Stored data:
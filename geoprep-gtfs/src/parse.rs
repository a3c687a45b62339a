//! GTFS parser (C10). Reads the four files a GTFS feed needs for stop-mode
//! derivation and graph building, in the order the spec requires, and
//! propagates accessibility modes across parent/child station links.

use crate::error::GtfsError;
use geoprep_core::domain::mode;
use serde::Deserialize;
use std::collections::{HashMap, HashSet};
use std::path::Path;

#[derive(Debug, Clone, Deserialize)]
struct StopRow {
    stop_id: String,
    #[serde(default)]
    stop_name: Option<String>,
    #[serde(default)]
    parent_station: Option<String>,
    #[serde(default)]
    stop_lat: Option<f64>,
    #[serde(default)]
    stop_lon: Option<f64>,
}

#[derive(Debug, Clone, Deserialize)]
struct RouteRow {
    route_id: String,
    route_type: i32,
    #[serde(default)]
    route_short_name: Option<String>,
    #[serde(default)]
    route_long_name: Option<String>,
}

#[derive(Debug, Clone, Deserialize)]
struct TripRow {
    trip_id: String,
    route_id: String,
    #[serde(default)]
    trip_headsign: Option<String>,
}

#[derive(Debug, Clone, Deserialize)]
struct StopTimeRow {
    trip_id: String,
    stop_id: String,
    stop_sequence: i64,
}

/// One raw GTFS stop, before master-node consolidation (C12).
#[derive(Debug, Clone)]
pub struct GtfsStop {
    pub stop_name: String,
    pub lat: Option<f64>,
    pub lon: Option<f64>,
    pub parent_station: Option<String>,
}

/// One `stop_times.txt` row, enriched with its trip's route label, kept
/// sorted by `(trip_id, stop_sequence)` for C12's consecutive-pair walk.
#[derive(Debug, Clone)]
pub struct StopTimeEntry {
    pub trip_id: String,
    pub stop_id: String,
    pub stop_sequence: i64,
}

/// Everything C11/C12 need out of a single GTFS feed directory.
#[derive(Debug, Clone, Default)]
pub struct ParsedGtfs {
    pub stops: HashMap<String, GtfsStop>,
    pub stop_modes: HashMap<String, HashSet<String>>,
    pub stop_lines: HashMap<String, HashSet<String>>,
    pub stop_times: Vec<StopTimeEntry>,
    pub route_type_by_trip: HashMap<String, i32>,
    pub route_label_by_trip: HashMap<String, String>,
    pub headsign_by_trip: HashMap<String, String>,
}

/// Maps a GTFS numeric `route_type` to the mode labels the rest of the
/// pipeline works with. Ranges are inclusive at both ends, per spec.md §9's
/// resolved open question.
pub fn route_mode_label(route_type: i32) -> &'static str {
    match route_type {
        1 | 400..=404 => mode::METRO,
        0 | 900..=906 => mode::TRAM,
        2 | 100..=199 => mode::TRAIN,
        3 => mode::BUS,
        4 | 1000 => mode::FERRY,
        5 | 7 | 1400 => mode::FUNICULAIRE,
        _ => mode::BUS,
    }
}

fn read_csv<T: for<'de> Deserialize<'de>>(
    dir: &Path,
    file_name: &str,
) -> Result<Vec<T>, GtfsError> {
    let path = dir.join(file_name);
    let mut reader = csv::ReaderBuilder::new()
        .has_headers(true)
        .flexible(true)
        .from_path(&path)
        .map_err(|e| GtfsError::Csv {
            file: path.display().to_string(),
            source: e,
        })?;
    reader
        .deserialize::<T>()
        .collect::<Result<Vec<T>, csv::Error>>()
        .map_err(|e| GtfsError::Csv {
            file: path.display().to_string(),
            source: e,
        })
}

/// Parses one GTFS feed directory into a `ParsedGtfs`.
pub fn parse_feed(dir: &Path) -> Result<ParsedGtfs, GtfsError> {
    let stop_rows: Vec<StopRow> = read_csv(dir, "stops.txt")?;
    let route_rows: Vec<RouteRow> = read_csv(dir, "routes.txt")?;
    let trip_rows: Vec<TripRow> = read_csv(dir, "trips.txt")?;
    let stop_time_rows: Vec<StopTimeRow> = read_csv(dir, "stop_times.txt")?;

    let mut stops = HashMap::with_capacity(stop_rows.len());
    for row in stop_rows {
        stops.insert(
            row.stop_id,
            GtfsStop {
                stop_name: row.stop_name.unwrap_or_default(),
                lat: row.stop_lat,
                lon: row.stop_lon,
                parent_station: row.parent_station.filter(|p| !p.is_empty()),
            },
        );
    }

    let route_label: HashMap<String, String> = route_rows
        .iter()
        .map(|r| {
            let label = r
                .route_short_name
                .clone()
                .filter(|s| !s.is_empty())
                .or_else(|| r.route_long_name.clone())
                .unwrap_or_default();
            (r.route_id.clone(), label)
        })
        .collect();
    let route_mode: HashMap<String, &'static str> = route_rows
        .iter()
        .map(|r| (r.route_id.clone(), route_mode_label(r.route_type)))
        .collect();
    let route_type: HashMap<String, i32> =
        route_rows.iter().map(|r| (r.route_id.clone(), r.route_type)).collect();

    let mut route_type_by_trip = HashMap::with_capacity(trip_rows.len());
    let mut route_label_by_trip = HashMap::with_capacity(trip_rows.len());
    let mut route_mode_by_trip: HashMap<String, &'static str> = HashMap::with_capacity(trip_rows.len());
    let mut headsign_by_trip = HashMap::with_capacity(trip_rows.len());
    for trip in &trip_rows {
        if let Some(&rt) = route_type.get(&trip.route_id) {
            route_type_by_trip.insert(trip.trip_id.clone(), rt);
        }
        if let Some(label) = route_label.get(&trip.route_id) {
            route_label_by_trip.insert(trip.trip_id.clone(), label.clone());
        }
        if let Some(&m) = route_mode.get(&trip.route_id) {
            route_mode_by_trip.insert(trip.trip_id.clone(), m);
        }
        if let Some(headsign) = &trip.trip_headsign {
            headsign_by_trip.insert(trip.trip_id.clone(), headsign.clone());
        }
    }

    let mut stop_modes: HashMap<String, HashSet<String>> = HashMap::new();
    let mut stop_lines: HashMap<String, HashSet<String>> = HashMap::new();
    let mut stop_times = Vec::with_capacity(stop_time_rows.len());
    for row in stop_time_rows {
        if let Some(&gtfs_mode) = route_mode_by_trip.get(&row.trip_id) {
            stop_modes
                .entry(row.stop_id.clone())
                .or_default()
                .insert(gtfs_mode.to_string());
        }
        if let Some(label) = route_label_by_trip.get(&row.trip_id) {
            if !label.is_empty() {
                stop_lines.entry(row.stop_id.clone()).or_default().insert(label.clone());
            }
        }
        stop_times.push(StopTimeEntry {
            trip_id: row.trip_id,
            stop_id: row.stop_id,
            stop_sequence: row.stop_sequence,
        });
    }
    stop_times.sort_by(|a, b| (a.trip_id.as_str(), a.stop_sequence).cmp(&(b.trip_id.as_str(), b.stop_sequence)));

    propagate_parent_child(&stops, &mut stop_modes, &mut stop_lines);

    Ok(ParsedGtfs {
        stops,
        stop_modes,
        stop_lines,
        stop_times,
        route_type_by_trip,
        route_label_by_trip,
        headsign_by_trip,
    })
}

/// Merges modes/lines from each child stop into its parent, then back down
/// to every sibling, so a station's accessibility reflects the union of its
/// platforms, per spec §4.10.
fn propagate_parent_child(
    stops: &HashMap<String, GtfsStop>,
    stop_modes: &mut HashMap<String, HashSet<String>>,
    stop_lines: &mut HashMap<String, HashSet<String>>,
) {
    let mut children_of: HashMap<String, Vec<String>> = HashMap::new();
    for (id, stop) in stops {
        if let Some(parent) = &stop.parent_station {
            children_of.entry(parent.clone()).or_default().push(id.clone());
        }
    }

    for (parent, children) in &children_of {
        let mut union_modes = stop_modes.get(parent).cloned().unwrap_or_default();
        let mut union_lines = stop_lines.get(parent).cloned().unwrap_or_default();
        for child in children {
            if let Some(m) = stop_modes.get(child) {
                union_modes.extend(m.iter().cloned());
            }
            if let Some(l) = stop_lines.get(child) {
                union_lines.extend(l.iter().cloned());
            }
        }
        if !union_modes.is_empty() {
            stop_modes.insert(parent.clone(), union_modes.clone());
        }
        if !union_lines.is_empty() {
            stop_lines.insert(parent.clone(), union_lines.clone());
        }
        for child in children {
            if !union_modes.is_empty() {
                stop_modes.entry(child.clone()).or_default().extend(union_modes.iter().cloned());
            }
            if !union_lines.is_empty() {
                stop_lines.entry(child.clone()).or_default().extend(union_lines.iter().cloned());
            }
        }
    }
}

fn normalize_name(name: &str) -> String {
    name.chars()
        .filter(|c| !c.is_whitespace())
        .flat_map(|c| c.to_lowercase())
        .collect()
}

/// Matches configured target stop ids against this feed's raw GTFS stop
/// ids, by substring (either direction) or normalized-name containment for
/// names longer than 3 characters. Only the first match per target id is
/// logged, per spec §4.10.
pub fn match_target_stops(
    parsed: &ParsedGtfs,
    targets: &[(String, String)],
) -> HashMap<String, HashSet<String>> {
    let mut result: HashMap<String, HashSet<String>> = HashMap::new();
    let mut logged: HashSet<&str> = HashSet::new();

    for (target_id, target_name) in targets {
        let normalized_target = normalize_name(target_name);
        for (gtfs_id, stop) in &parsed.stops {
            let substring_match = gtfs_id.contains(target_id.as_str()) || target_id.contains(gtfs_id.as_str());
            let name_match = normalized_target.len() > 3
                && normalize_name(&stop.stop_name).contains(&normalized_target);
            if substring_match || name_match {
                result.entry(target_id.clone()).or_default().insert(gtfs_id.clone());
                if logged.insert(target_id.as_str()) {
                    log::debug!("target stop {target_id} first matched GTFS stop {gtfs_id}");
                }
            }
        }
    }
    result
}

#[cfg(test)]
mod tests {
    use super::*;

    #[test]
    fn route_type_ranges_are_inclusive() {
        assert_eq!(route_mode_label(1), mode::METRO);
        assert_eq!(route_mode_label(400), mode::METRO);
        assert_eq!(route_mode_label(404), mode::METRO);
        assert_eq!(route_mode_label(0), mode::TRAM);
        assert_eq!(route_mode_label(900), mode::TRAM);
        assert_eq!(route_mode_label(906), mode::TRAM);
        assert_eq!(route_mode_label(2), mode::TRAIN);
        assert_eq!(route_mode_label(100), mode::TRAIN);
        assert_eq!(route_mode_label(199), mode::TRAIN);
        assert_eq!(route_mode_label(3), mode::BUS);
        assert_eq!(route_mode_label(4), mode::FERRY);
        assert_eq!(route_mode_label(1000), mode::FERRY);
        assert_eq!(route_mode_label(5), mode::FUNICULAIRE);
        assert_eq!(route_mode_label(7), mode::FUNICULAIRE);
        assert_eq!(route_mode_label(1400), mode::FUNICULAIRE);
        assert_eq!(route_mode_label(42), mode::BUS);
    }

    #[test]
    fn propagation_unions_parent_and_children() {
        let mut stops = HashMap::new();
        stops.insert(
            "platform-1".to_string(),
            GtfsStop { stop_name: "Platform 1".to_string(), lat: None, lon: None, parent_station: Some("station-a".to_string()) },
        );
        stops.insert(
            "platform-2".to_string(),
            GtfsStop { stop_name: "Platform 2".to_string(), lat: None, lon: None, parent_station: Some("station-a".to_string()) },
        );
        stops.insert(
            "station-a".to_string(),
            GtfsStop { stop_name: "Station A".to_string(), lat: None, lon: None, parent_station: None },
        );

        let mut stop_modes = HashMap::new();
        stop_modes.insert("platform-1".to_string(), HashSet::from(["Bus".to_string()]));
        stop_modes.insert("platform-2".to_string(), HashSet::from(["Métro".to_string()]));
        let mut stop_lines = HashMap::new();

        propagate_parent_child(&stops, &mut stop_modes, &mut stop_lines);

        let station_modes = &stop_modes["station-a"];
        assert!(station_modes.contains("Bus"));
        assert!(station_modes.contains("Métro"));
        assert!(stop_modes["platform-1"].contains("Métro"));
        assert!(stop_modes["platform-2"].contains("Bus"));
    }
}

Your task » When the word "RouteRow" occurs in a line above, list that line.

Solved exercise »
struct RouteRow {
    let route_rows: Vec<RouteRow> = read_csv(dir, "routes.txt")?;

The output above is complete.